En ces temps de crise, le Centre local de services communautaires (CLSC) où travaille Zayneb a tout de même mis sur pied un programme de répit pour la clientèle la plus démunie. « Nous avons des auxiliaires aux services santé et sociaux pour la situations de la COVID-19. On va garder les enfants pour permettre aux parents de faire l’épicerie, ou on offre simplement du répit. Il peut s’agir d’une mère monoparentale, un parent en dépression, une famille isolée, etc. » (Au moment d’écrire ces lignes, la crise dans les centres d’hébergement et de soins de longue durée [CHSLD] a éclaté.)

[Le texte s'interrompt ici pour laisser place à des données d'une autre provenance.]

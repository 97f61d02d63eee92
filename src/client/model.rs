//! Records returned by the search service

use crate::client::Index;
use regex::Regex;
use serde::{Deserialize, Serialize};
use serde_json::Value;
use std::sync::OnceLock;
use uuid::Uuid;

/// Highlighted text as returned by the service, with `<em>` markup
#[derive(Debug, Clone, PartialEq, Serialize, Deserialize)]
#[serde(from = "String", into = "String")]
pub struct Highlight {
    /// Markup with highlight tags
    pub html: String,
    /// Same text with tags stripped and entities decoded
    pub text: String,
}

impl From<String> for Highlight {
    fn from(html: String) -> Self {
        let text = strip_markup(&html);
        Self { html, text }
    }
}

impl From<Highlight> for String {
    fn from(highlight: Highlight) -> Self {
        highlight.html
    }
}

fn markup_pattern() -> &'static Regex {
    static PATTERN: OnceLock<Regex> = OnceLock::new();
    PATTERN.get_or_init(|| Regex::new(r"<[^>]*>").expect("markup pattern is valid"))
}

/// Remove tags and decode the handful of entities the service emits
pub fn strip_markup(html: &str) -> String {
    markup_pattern()
        .replace_all(html, "")
        .replace("&lt;", "<")
        .replace("&gt;", ">")
        .replace("&quot;", "\"")
        .replace("&#39;", "'")
        .replace("&#x27;", "'")
        .replace("&nbsp;", " ")
        .replace("&amp;", "&")
}

/// One result of a plain or phrase search
#[derive(Debug, Clone, PartialEq, Serialize, Deserialize)]
pub struct SearchResult {
    /// Relevance score assigned by the service
    pub score: f64,

    /// Unique document id within the service
    pub uuid: Uuid,

    /// Index the document was found in
    pub index: Index,

    /// Normalized TREC document id, absent for unknown documents
    #[serde(default)]
    pub trec_id: Option<String>,

    #[serde(default)]
    pub target_hostname: Option<String>,

    #[serde(default)]
    pub target_uri: Option<String>,

    /// Not reported by the phrase endpoint
    #[serde(default)]
    pub page_rank: Option<f64>,

    /// Not reported by the phrase endpoint
    #[serde(default)]
    pub spam_rank: Option<i64>,

    #[serde(default)]
    pub title: Option<Highlight>,

    #[serde(default)]
    pub snippet: Option<Highlight>,

    /// Scoring explanation, only present when requested
    #[serde(default)]
    pub explanation: Option<Value>,
}

/// Response metadata
#[derive(Debug, Clone, Default, PartialEq, Serialize, Deserialize)]
pub struct SearchMeta {
    /// Query time in milliseconds
    #[serde(default)]
    pub query_time: u64,

    /// Total hits across all pages
    #[serde(default)]
    pub total_results: u64,

    #[serde(default)]
    pub indices: Vec<Index>,
}

/// One page of search results
#[derive(Debug, Clone, Default, PartialEq, Serialize, Deserialize)]
pub struct SearchPage {
    #[serde(default)]
    pub meta: SearchMeta,

    #[serde(default)]
    pub results: Vec<SearchResult>,
}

Avec l'éclatement de la crise dans les CHSLD, Zayneb a vu son équipe d’intervenantes être amputée pour aller servir dans ces milieux. Ainsi, elle doit gérer sa clientèle avec trois travailleuses sociales, trois auxiliaires familiales et une nutritionniste en moins. Concrètement ce que cela veut dire, c’est que les délais de prise en charge deviennent plus longs et la priorité est véritablement accordée aux cas les plus urgents ou vulnérables. L’équipe a dû mettre sur pied un plan de survie pour faire face à la crise en ces circonstances. 

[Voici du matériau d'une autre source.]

//! Selectable result attributes

use crate::error::{Result, RetrieveError};
use serde::{Deserialize, Serialize};
use std::collections::BTreeSet;
use std::fmt;
use std::str::FromStr;

/// A named output attribute, or a group of them
#[derive(Debug, Clone, Copy, PartialEq, Eq, PartialOrd, Ord, Hash, Serialize, Deserialize)]
#[serde(rename_all = "snake_case")]
pub enum Feature {
    Uuid,
    Index,
    TargetHostname,
    TargetUri,
    PageRank,
    SpamRank,
    TitleHighlighted,
    TitleText,
    SnippetHighlighted,
    SnippetText,
    Explanation,
    Html,
    HtmlPlain,

    // Groups
    None,
    Target,
    Ranks,
    Title,
    Snippet,
    All,
}

impl Feature {
    /// Every concrete feature, in column order
    pub const CONCRETE: [Feature; 13] = [
        Feature::Uuid,
        Feature::Index,
        Feature::TargetHostname,
        Feature::TargetUri,
        Feature::PageRank,
        Feature::SpamRank,
        Feature::TitleHighlighted,
        Feature::TitleText,
        Feature::SnippetHighlighted,
        Feature::SnippetText,
        Feature::Explanation,
        Feature::Html,
        Feature::HtmlPlain,
    ];

    const GROUPS: [Feature; 6] = [
        Feature::None,
        Feature::Target,
        Feature::Ranks,
        Feature::Title,
        Feature::Snippet,
        Feature::All,
    ];

    /// Concrete features this one stands for
    pub fn expand(self) -> &'static [Feature] {
        match self {
            Feature::None => &[],
            Feature::Target => &[Feature::TargetHostname, Feature::TargetUri],
            Feature::Ranks => &[Feature::PageRank, Feature::SpamRank],
            Feature::Title => &[Feature::TitleHighlighted, Feature::TitleText],
            Feature::Snippet => &[Feature::SnippetHighlighted, Feature::SnippetText],
            Feature::All => &Self::CONCRETE,
            Feature::Uuid => &[Feature::Uuid],
            Feature::Index => &[Feature::Index],
            Feature::TargetHostname => &[Feature::TargetHostname],
            Feature::TargetUri => &[Feature::TargetUri],
            Feature::PageRank => &[Feature::PageRank],
            Feature::SpamRank => &[Feature::SpamRank],
            Feature::TitleHighlighted => &[Feature::TitleHighlighted],
            Feature::TitleText => &[Feature::TitleText],
            Feature::SnippetHighlighted => &[Feature::SnippetHighlighted],
            Feature::SnippetText => &[Feature::SnippetText],
            Feature::Explanation => &[Feature::Explanation],
            Feature::Html => &[Feature::Html],
            Feature::HtmlPlain => &[Feature::HtmlPlain],
        }
    }

    pub fn name(self) -> &'static str {
        match self {
            Feature::Uuid => "uuid",
            Feature::Index => "index",
            Feature::TargetHostname => "target_hostname",
            Feature::TargetUri => "target_uri",
            Feature::PageRank => "page_rank",
            Feature::SpamRank => "spam_rank",
            Feature::TitleHighlighted => "title_highlighted",
            Feature::TitleText => "title_text",
            Feature::SnippetHighlighted => "snippet_highlighted",
            Feature::SnippetText => "snippet_text",
            Feature::Explanation => "explanation",
            Feature::Html => "html",
            Feature::HtmlPlain => "html_plain",
            Feature::None => "none",
            Feature::Target => "target",
            Feature::Ranks => "ranks",
            Feature::Title => "title",
            Feature::Snippet => "snippet",
            Feature::All => "all",
        }
    }

    /// Output column, for concrete features
    pub fn column(self) -> Option<&'static str> {
        if Self::GROUPS.contains(&self) {
            None
        } else {
            Some(self.name())
        }
    }
}

impl fmt::Display for Feature {
    fn fmt(&self, f: &mut fmt::Formatter<'_>) -> fmt::Result {
        f.write_str(self.name())
    }
}

impl FromStr for Feature {
    type Err = RetrieveError;

    fn from_str(s: &str) -> Result<Self> {
        let wanted = s.trim().to_ascii_lowercase().replace('-', "_");
        Self::CONCRETE
            .into_iter()
            .chain(Self::GROUPS)
            .find(|feature| feature.name() == wanted)
            .ok_or_else(|| RetrieveError::Config(format!("Unknown feature '{}'", s)))
    }
}

/// Set of concrete features; groups are expanded on insertion
#[derive(Debug, Clone, Default, PartialEq, Eq, Hash, Serialize, Deserialize)]
#[serde(from = "Vec<Feature>", into = "Vec<Feature>")]
pub struct FeatureSet(BTreeSet<Feature>);

impl FeatureSet {
    pub fn new() -> Self {
        Self::default()
    }

    pub fn all() -> Self {
        Self::from(Feature::All)
    }

    pub fn insert(&mut self, feature: Feature) {
        self.0.extend(feature.expand().iter().copied());
    }

    pub fn union(&self, other: &FeatureSet) -> FeatureSet {
        FeatureSet(self.0.union(&other.0).copied().collect())
    }

    /// Whether every concrete feature behind `feature` is present
    pub fn contains(&self, feature: Feature) -> bool {
        feature.expand().iter().all(|f| self.0.contains(f))
    }

    pub fn is_empty(&self) -> bool {
        self.0.is_empty()
    }

    pub fn iter(&self) -> impl Iterator<Item = Feature> + '_ {
        self.0.iter().copied()
    }

    /// Output columns in fixed order
    pub fn columns(&self) -> Vec<&'static str> {
        self.0.iter().filter_map(|f| f.column()).collect()
    }
}

impl From<Feature> for FeatureSet {
    fn from(feature: Feature) -> Self {
        let mut set = Self::new();
        set.insert(feature);
        set
    }
}

impl FromIterator<Feature> for FeatureSet {
    fn from_iter<I: IntoIterator<Item = Feature>>(iter: I) -> Self {
        let mut set = Self::new();
        for feature in iter {
            set.insert(feature);
        }
        set
    }
}

impl From<Vec<Feature>> for FeatureSet {
    fn from(features: Vec<Feature>) -> Self {
        features.into_iter().collect()
    }
}

impl From<FeatureSet> for Vec<Feature> {
    fn from(set: FeatureSet) -> Self {
        set.0.into_iter().collect()
    }
}

#[cfg(test)]
mod tests {
    use super::*;

    #[test]
    fn test_group_expansion() {
        let set = FeatureSet::from(Feature::Target);
        assert_eq!(set.columns(), vec!["target_hostname", "target_uri"]);
        assert!(set.contains(Feature::Target));
        assert!(set.contains(Feature::TargetUri));
        assert!(!set.contains(Feature::Title));
    }

    #[test]
    fn test_union_is_order_independent_and_idempotent() {
        let a: FeatureSet = [Feature::TitleText, Feature::Target].into_iter().collect();
        let b: FeatureSet = [Feature::Target, Feature::TitleText, Feature::TargetUri]
            .into_iter()
            .collect();
        assert_eq!(a, b);
        assert_eq!(a.union(&a), a);

        let c = FeatureSet::from(Feature::Explanation);
        assert_eq!(a.union(&b).union(&c), a.union(&b.union(&c)));
    }

    #[test]
    fn test_all_and_none() {
        assert_eq!(FeatureSet::all().columns().len(), Feature::CONCRETE.len());
        assert!(FeatureSet::from(Feature::None).is_empty());
        // The empty group is trivially contained
        assert!(FeatureSet::new().contains(Feature::None));
    }

    #[test]
    fn test_parse_names() {
        assert_eq!("title_text".parse::<Feature>().unwrap(), Feature::TitleText);
        assert_eq!("HTML-PLAIN".parse::<Feature>().unwrap(), Feature::HtmlPlain);
        assert_eq!("snippet".parse::<Feature>().unwrap(), Feature::Snippet);
        assert!("bogus".parse::<Feature>().is_err());
    }

    #[test]
    fn test_serde_expands_groups() {
        let set: FeatureSet = serde_json::from_str(r#"["ranks", "uuid"]"#).unwrap();
        assert_eq!(set.columns(), vec!["uuid", "page_rank", "spam_rank"]);
        let json = serde_json::to_string(&set).unwrap();
        assert_eq!(json, r#"["uuid","page_rank","spam_rank"]"#);
    }
}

Toutes les familles sont à risque

Au-delà des situations de grande vulnérabilité, les parents (et par le fait même, leurs enfants) se retrouvent présentement dans une situation extrêmement anxiogène. Depuis le début de la crise, les centres communautaires famille travaillent fort pour garder un lien avec les parents de la communauté, virtuellement et par téléphone. Chaque semaine, c’est une dizaine de milliers d’appels que reçoivent les différents intervenants communautaires. Il y a certainement une hausse, confirme Marie-Ève Brunet Kitchen, directrice générale de la Fédération québécoise des organismes communautaires famille (FQOCF). Les employés de ces organismes auront d’ailleurs accès à une formation sur la gestion de crise par téléphone, une dynamique complètement différente de ce qui prévaut normalement.

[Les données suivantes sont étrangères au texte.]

//! Lazy, single-pass pagination over search results

use crate::client::{SearchClient, SearchRequest, SearchResult};
use crate::error::Result;
use std::collections::VecDeque;
use std::time::Duration;

/// Results of one query, fetched page by page as they are pulled
///
/// No request is made until the first call to `next`, and a new page is only
/// requested once the previous one has been fully consumed. After an error or
/// the last page the stream stays exhausted.
pub struct ResultStream<'a> {
    client: &'a dyn SearchClient,
    request: SearchRequest,
    buffer: VecDeque<SearchResult>,
    offset: usize,
    total: Option<u64>,
    exhausted: bool,
}

impl<'a> ResultStream<'a> {
    pub fn new(client: &'a dyn SearchClient, request: SearchRequest) -> Self {
        Self {
            client,
            request,
            buffer: VecDeque::new(),
            offset: 0,
            total: None,
            exhausted: false,
        }
    }

    /// Override the retry policy passed to the client
    pub fn with_retries(mut self, retries: u32, backoff: Duration) -> Self {
        self.request.retries = retries;
        self.request.backoff = backoff;
        self
    }

    pub fn request(&self) -> &SearchRequest {
        &self.request
    }

    /// Total hits reported by the service, known after the first page
    pub fn total_results(&self) -> Option<u64> {
        self.total
    }

    fn fetch_next_page(&mut self) -> Result<()> {
        if self.request.page_size == 0 {
            self.exhausted = true;
            return Ok(());
        }

        let page = self.client.fetch_page(&self.request, self.offset)?;
        let fetched = page.results.len();
        tracing::debug!(
            query = %self.request.query,
            from = self.offset,
            fetched,
            total = page.meta.total_results,
            "Fetched result page"
        );

        self.offset += fetched;
        self.total = Some(page.meta.total_results);
        self.buffer.extend(page.results);

        if fetched < self.request.page_size || self.offset as u64 >= page.meta.total_results {
            self.exhausted = true;
        }
        Ok(())
    }
}

impl Iterator for ResultStream<'_> {
    type Item = Result<SearchResult>;

    fn next(&mut self) -> Option<Self::Item> {
        if let Some(result) = self.buffer.pop_front() {
            return Some(Ok(result));
        }
        if self.exhausted {
            return None;
        }

        if let Err(e) = self.fetch_next_page() {
            self.exhausted = true;
            return Some(Err(e));
        }
        self.buffer.pop_front().map(Ok)
    }
}

#[cfg(test)]
mod tests {
    use super::*;
    use crate::client::{Index, SearchMeta, SearchPage};
    use crate::error::RetrieveError;
    use std::sync::Mutex;
    use uuid::Uuid;

    struct PagedClient {
        total: usize,
        calls: Mutex<Vec<usize>>,
        fail: bool,
    }

    impl PagedClient {
        fn new(total: usize) -> Self {
            Self {
                total,
                calls: Mutex::new(Vec::new()),
                fail: false,
            }
        }
    }

    impl SearchClient for PagedClient {
        fn fetch_page(&self, request: &SearchRequest, from: usize) -> Result<SearchPage> {
            self.calls.lock().unwrap().push(from);
            if self.fail {
                return Err(RetrieveError::Api {
                    status: 500,
                    body: "boom".to_string(),
                });
            }
            let end = (from + request.page_size).min(self.total);
            let results = (from..end)
                .map(|i| SearchResult {
                    score: (self.total - i) as f64,
                    uuid: Uuid::nil(),
                    index: Index::ClueWeb12,
                    trec_id: Some(format!("doc-{}", i)),
                    target_hostname: None,
                    target_uri: None,
                    page_rank: None,
                    spam_rank: None,
                    title: None,
                    snippet: None,
                    explanation: None,
                })
                .collect();
            Ok(SearchPage {
                meta: SearchMeta {
                    query_time: 1,
                    total_results: self.total as u64,
                    indices: vec![Index::ClueWeb12],
                },
                results,
            })
        }

        fn fetch_contents(
            &self,
            _request: &SearchRequest,
            _uuid: &Uuid,
            _index: Index,
            _plain: bool,
        ) -> Result<String> {
            Ok(String::new())
        }
    }

    fn request(page_size: usize) -> SearchRequest {
        SearchRequest::new("key", "q", Index::default_set(), page_size)
    }

    #[test]
    fn test_no_fetch_before_pull() {
        let client = PagedClient::new(10);
        let stream = ResultStream::new(&client, request(3));
        drop(stream);
        assert!(client.calls.lock().unwrap().is_empty());
    }

    #[test]
    fn test_fetches_pages_on_demand() {
        let client = PagedClient::new(10);
        let first: Vec<_> = ResultStream::new(&client, request(3)).take(4).collect();
        assert_eq!(first.len(), 4);
        assert_eq!(*client.calls.lock().unwrap(), vec![0, 3]);
    }

    #[test]
    fn test_drains_all_pages() {
        let client = PagedClient::new(7);
        let ids: Vec<String> = ResultStream::new(&client, request(3))
            .map(|r| r.unwrap().trec_id.unwrap())
            .collect();
        assert_eq!(ids.len(), 7);
        assert_eq!(ids[6], "doc-6");
        assert_eq!(*client.calls.lock().unwrap(), vec![0, 3, 6]);
    }

    #[test]
    fn test_error_ends_stream() {
        let mut client = PagedClient::new(7);
        client.fail = true;
        let items: Vec<_> = ResultStream::new(&client, request(3)).collect();
        assert_eq!(items.len(), 1);
        assert!(items[0].is_err());
    }
}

« Dès le début du confinement, nous nous sommes inquiétés pour nos familles plus vulnérables », raconte Mme Brunet-Kitchen. « Rapidement, on a réalisé que le besoin de soutien était beaucoup plus large puisque même les familles qui, en temps normal, ne seraient pas considérées à risque peuvent du jour au lendemain se retrouver dans une situation instable », ajoute-t-elle. Il suffit d’une perte d’emploi, d’avoir un membre de la famille en CHSLD, de vivre une crise d’anxiété pour que tout bascule, illustre-t-elle.

C’est dans cette optique que la ligne d’aide Priorité Parents a vu le jour, une collaboration de la FQOCF et de LigneParents. Grâce à ce service, les suivis peuvent être effectués de manière régulière à plus long terme, avec un accompagnement personnalisé offert par les intervenants des OCF de chaque région, selon les besoins de chaque parent. « On a voulu resserrer le filet de prévention. On s’est dit qu’on ne pouvait peut-être pas soutenir tous les enfants mais que, si un parent demandait de l’aide, on ne peut pas se permettre de l’échapper », explique Mme Brunet-Kitchen.

Après quatre semaines d’activités, les chiffres démontrent que 87 % des utilisateurs de ce service sont des mères, et près de la moitié d’entre elles vient de Montréal et de la Montérégie.

 

Des ressources malgré le peu de ressources

Il est bien connu que les organismes communautaires ne roulent pas sur l’or. Pour compenser la fermeture des écoles, de nombreuses initiatives sont en branle pour garder un contact humain. À Laval, par exemple, les 6-12 ans qui fréquentaient La maison des enfants Le Dauphin peuvent compter sur au moins deux rencontres Zoom par semaine, avec des activités dirigées par leurs intervenants. L’organisme offre également du tutorat privé virtuel gratuit à ces enfants à forte proportion issus de l’immigration récente. 

De nombreuses organisations offrent également le service de répit-poussette. Le concept : promener les enfants en poussette pendant une heure afin d’accorder du répit aux parents. Pour les jeunes, la ligne Jeunesse, J’écoute demeure le seul service de soutien à l'échelle du pays qui est accessible 24/7 pour les jeunes. Les écoles secondaires demeurant fermées et les adolescents ayant de grands besoins émotifs et sociaux, ce service devient d’autant plus essentiel en cette période de crise. 

 

* Jeanne et Marcia préfèrent garder l’anonymat.